◆ **AIM OF THE TASK**:
Go through the records and report each line in which the word "const" occurs.

(INPUT FOR THIS TASK Opens)

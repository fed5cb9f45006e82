//! Service-level error types

use crate::db::repository::RepoError;
use thiserror::Error;

/// Errors surfaced by the domain services (sale recorder, alert engine,
/// stock service)
#[derive(Debug, Error)]
pub enum ServiceError {
    #[error("validation failed: {0}")]
    Validation(String),

    #[error("{0} not found")]
    NotFound(String),

    /// Requested quantity exceeds what is available; carries both numbers
    /// for client display
    #[error("insufficient stock: available {available}, requested {requested}")]
    InsufficientStock { available: i64, requested: i64 },

    #[error("conflict: {0}")]
    Conflict(String),

    #[error("database error: {0}")]
    Database(String),
}

pub type ServiceResult<T> = Result<T, ServiceError>;

impl From<RepoError> for ServiceError {
    fn from(e: RepoError) -> Self {
        match e {
            RepoError::NotFound(msg) => ServiceError::NotFound(msg),
            RepoError::Duplicate(msg) | RepoError::Conflict(msg) => ServiceError::Conflict(msg),
            RepoError::Validation(msg) => ServiceError::Validation(msg),
            RepoError::Database(msg) => ServiceError::Database(msg),
        }
    }
}

impl From<sqlx::Error> for ServiceError {
    fn from(e: sqlx::Error) -> Self {
        RepoError::from(e).into()
    }
}

impl From<validator::ValidationErrors> for ServiceError {
    fn from(e: validator::ValidationErrors) -> Self {
        ServiceError::Validation(e.to_string())
    }
}
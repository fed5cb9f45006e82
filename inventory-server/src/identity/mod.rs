//! Actor identity extraction
//!
//! Authorization is enforced by an upstream collaborator before requests
//! reach this server; handlers only need the actor identity for audit
//! attribution. The extractor checks request extensions first (populated by
//! whatever auth middleware fronts the deployment) and falls back to the
//! `x-actor-id` / `x-actor-role` headers.

use axum::{extract::FromRequestParts, http::request::Parts};
use shared::Actor;

use crate::security_log;
use crate::utils::AppError;

const ACTOR_ID_HEADER: &str = "x-actor-id";
const ACTOR_ROLE_HEADER: &str = "x-actor-role";

/// Extractor wrapper around [`Actor`] for mutating handlers
#[derive(Debug, Clone)]
pub struct CurrentActor(pub Actor);

impl<S> FromRequestParts<S> for CurrentActor
where
    S: Send + Sync,
{
    type Rejection = AppError;

    async fn from_request_parts(parts: &mut Parts, _state: &S) -> Result<Self, Self::Rejection> {
        // Check if already extracted (from middleware)
        if let Some(actor) = parts.extensions.get::<Actor>() {
            return Ok(CurrentActor(actor.clone()));
        }

        let id_header = parts
            .headers
            .get(ACTOR_ID_HEADER)
            .and_then(|h| h.to_str().ok());

        let Some(raw_id) = id_header else {
            security_log!("WARN", "actor_missing", uri = format!("{:?}", parts.uri));
            return Err(AppError::unauthorized());
        };

        let id: i64 = raw_id
            .parse()
            .map_err(|_| AppError::invalid(format!("Malformed {} header", ACTOR_ID_HEADER)))?;

        let role = parts
            .headers
            .get(ACTOR_ROLE_HEADER)
            .and_then(|h| h.to_str().ok())
            .unwrap_or("staff")
            .to_string();

        let actor = Actor::new(id, role);

        // Store in extensions for potential reuse
        parts.extensions.insert(actor.clone());

        Ok(CurrentActor(actor))
    }
}
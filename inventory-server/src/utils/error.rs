//! Unified Error Handling
//!
//! Provides application-wide error types and response structures:
//! - [`AppError`] - application error enum
//! - [`AppResponse`] - unified API response envelope
//!
//! # Error code conventions
//!
//! | Prefix | Category | Example |
//! |--------|----------|---------|
//! | E0xxx  | Request / business errors | E0002 validation failed |
//! | E1xxx  | Inventory errors | E1001 insufficient stock |
//! | E3xxx  | Identity errors | E3001 missing actor identity |
//! | E9xxx  | System errors | E9002 database error |

use axum::{
    Json,
    http::StatusCode,
    response::{IntoResponse, Response},
};
use serde::Serialize;
use tracing::error;

use crate::db::repository::RepoError;
use crate::services::ServiceError;

/// Unified API response structure
///
/// ```json
/// {
///   "code": "E0000",
///   "message": "Success",
///   "data": { ... }
/// }
/// ```
#[derive(Debug, Serialize)]
pub struct AppResponse<T> {
    /// Error code ("E0000" means success)
    pub code: String,
    pub message: String,
    #[serde(skip_serializing_if = "Option::is_none")]
    pub data: Option<T>,
}

/// Application-level error type
#[derive(Debug, thiserror::Error)]
pub enum AppError {
    // ========== Identity Errors ==========
    #[error("Actor identity required")]
    Unauthorized,

    #[error("Permission denied: {0}")]
    Forbidden(String),

    // ========== Business Logic Errors ==========
    #[error("Resource not found: {0}")]
    NotFound(String),

    #[error("Resource already exists: {0}")]
    Conflict(String),

    #[error("Validation failed: {0}")]
    Validation(String),

    #[error("Insufficient stock: available {available}, requested {requested}")]
    InsufficientStock { available: i64, requested: i64 },

    // ========== System Errors ==========
    #[error("Database error: {0}")]
    Database(String),

    #[error("Internal server error: {0}")]
    Internal(String),

    #[error("Invalid request: {0}")]
    Invalid(String),
}

/// Result type alias for handlers
pub type AppResult<T> = Result<T, AppError>;

impl AppError {
    pub fn unauthorized() -> Self {
        Self::Unauthorized
    }

    pub fn forbidden(msg: impl Into<String>) -> Self {
        Self::Forbidden(msg.into())
    }

    pub fn not_found(msg: impl Into<String>) -> Self {
        Self::NotFound(msg.into())
    }

    pub fn conflict(msg: impl Into<String>) -> Self {
        Self::Conflict(msg.into())
    }

    pub fn validation(msg: impl Into<String>) -> Self {
        Self::Validation(msg.into())
    }

    pub fn database(msg: impl Into<String>) -> Self {
        Self::Database(msg.into())
    }

    pub fn internal(msg: impl Into<String>) -> Self {
        Self::Internal(msg.into())
    }

    pub fn invalid(msg: impl Into<String>) -> Self {
        Self::Invalid(msg.into())
    }
}

impl IntoResponse for AppError {
    fn into_response(self) -> Response {
        // InsufficientStock carries structured availability data so clients
        // can render a precise message without inventory knowledge
        if let AppError::InsufficientStock {
            available,
            requested,
        } = &self
        {
            let body = Json(AppResponse {
                code: "E1001".to_string(),
                message: self.to_string(),
                data: Some(serde_json::json!({
                    "available": available,
                    "requested": requested,
                })),
            });
            return (StatusCode::CONFLICT, body).into_response();
        }

        let (status, code, message) = match &self {
            // Identity errors (401/403)
            AppError::Unauthorized => (
                StatusCode::UNAUTHORIZED,
                "E3001",
                "Actor identity required".to_string(),
            ),
            AppError::Forbidden(msg) => (StatusCode::FORBIDDEN, "E2001", msg.clone()),

            // Not found (404)
            AppError::NotFound(msg) => (StatusCode::NOT_FOUND, "E0003", msg.clone()),

            // Conflict (409)
            AppError::Conflict(msg) => (StatusCode::CONFLICT, "E0004", msg.clone()),

            // Validation (400)
            AppError::Validation(msg) => (StatusCode::BAD_REQUEST, "E0002", msg.clone()),

            // Handled above
            AppError::InsufficientStock { .. } => unreachable!(),

            // Database errors (500)
            AppError::Database(msg) => {
                error!(target: "database", error = %msg, "Database error occurred");
                (
                    StatusCode::INTERNAL_SERVER_ERROR,
                    "E9002",
                    "Database error".to_string(),
                )
            }

            // Internal errors (500)
            AppError::Internal(msg) => {
                error!(target: "internal", error = %msg, "Internal error occurred");
                (
                    StatusCode::INTERNAL_SERVER_ERROR,
                    "E9001",
                    "Internal server error".to_string(),
                )
            }

            // Invalid request (400)
            AppError::Invalid(msg) => (StatusCode::BAD_REQUEST, "E0006", msg.clone()),
        };

        let body = Json(AppResponse::<()> {
            code: code.to_string(),
            message,
            data: None,
        });

        (status, body).into_response()
    }
}

// ========== Conversions from inner error types ==========

impl From<RepoError> for AppError {
    fn from(e: RepoError) -> Self {
        match e {
            RepoError::NotFound(msg) => AppError::NotFound(msg),
            RepoError::Duplicate(msg) => AppError::Conflict(msg),
            RepoError::Conflict(msg) => AppError::Conflict(msg),
            RepoError::Validation(msg) => AppError::Validation(msg),
            RepoError::Database(msg) => AppError::Database(msg),
        }
    }
}

impl From<ServiceError> for AppError {
    fn from(e: ServiceError) -> Self {
        match e {
            ServiceError::Validation(msg) => AppError::Validation(msg),
            ServiceError::NotFound(entity) => AppError::NotFound(entity),
            ServiceError::InsufficientStock {
                available,
                requested,
            } => AppError::InsufficientStock {
                available,
                requested,
            },
            ServiceError::Conflict(msg) => AppError::Conflict(msg),
            ServiceError::Database(msg) => AppError::Database(msg),
        }
    }
}

impl From<validator::ValidationErrors> for AppError {
    fn from(e: validator::ValidationErrors) -> Self {
        AppError::Validation(e.to_string())
    }
}

// ========== Helper functions ==========

/// Create a successful response with custom message
pub fn ok_with_message<T: Serialize>(data: T, message: impl Into<String>) -> Json<AppResponse<T>> {
    Json(AppResponse {
        code: "E0000".to_string(),
        message: message.into(),
        data: Some(data),
    })
}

(INPUT FOR THIS TASK Closes)

◆ **RESPONSE TO THIS TASK**:
const ACTOR_ID_HEADER: &str = "x-actor-id";
const ACTOR_ROLE_HEADER: &str = "x-actor-role";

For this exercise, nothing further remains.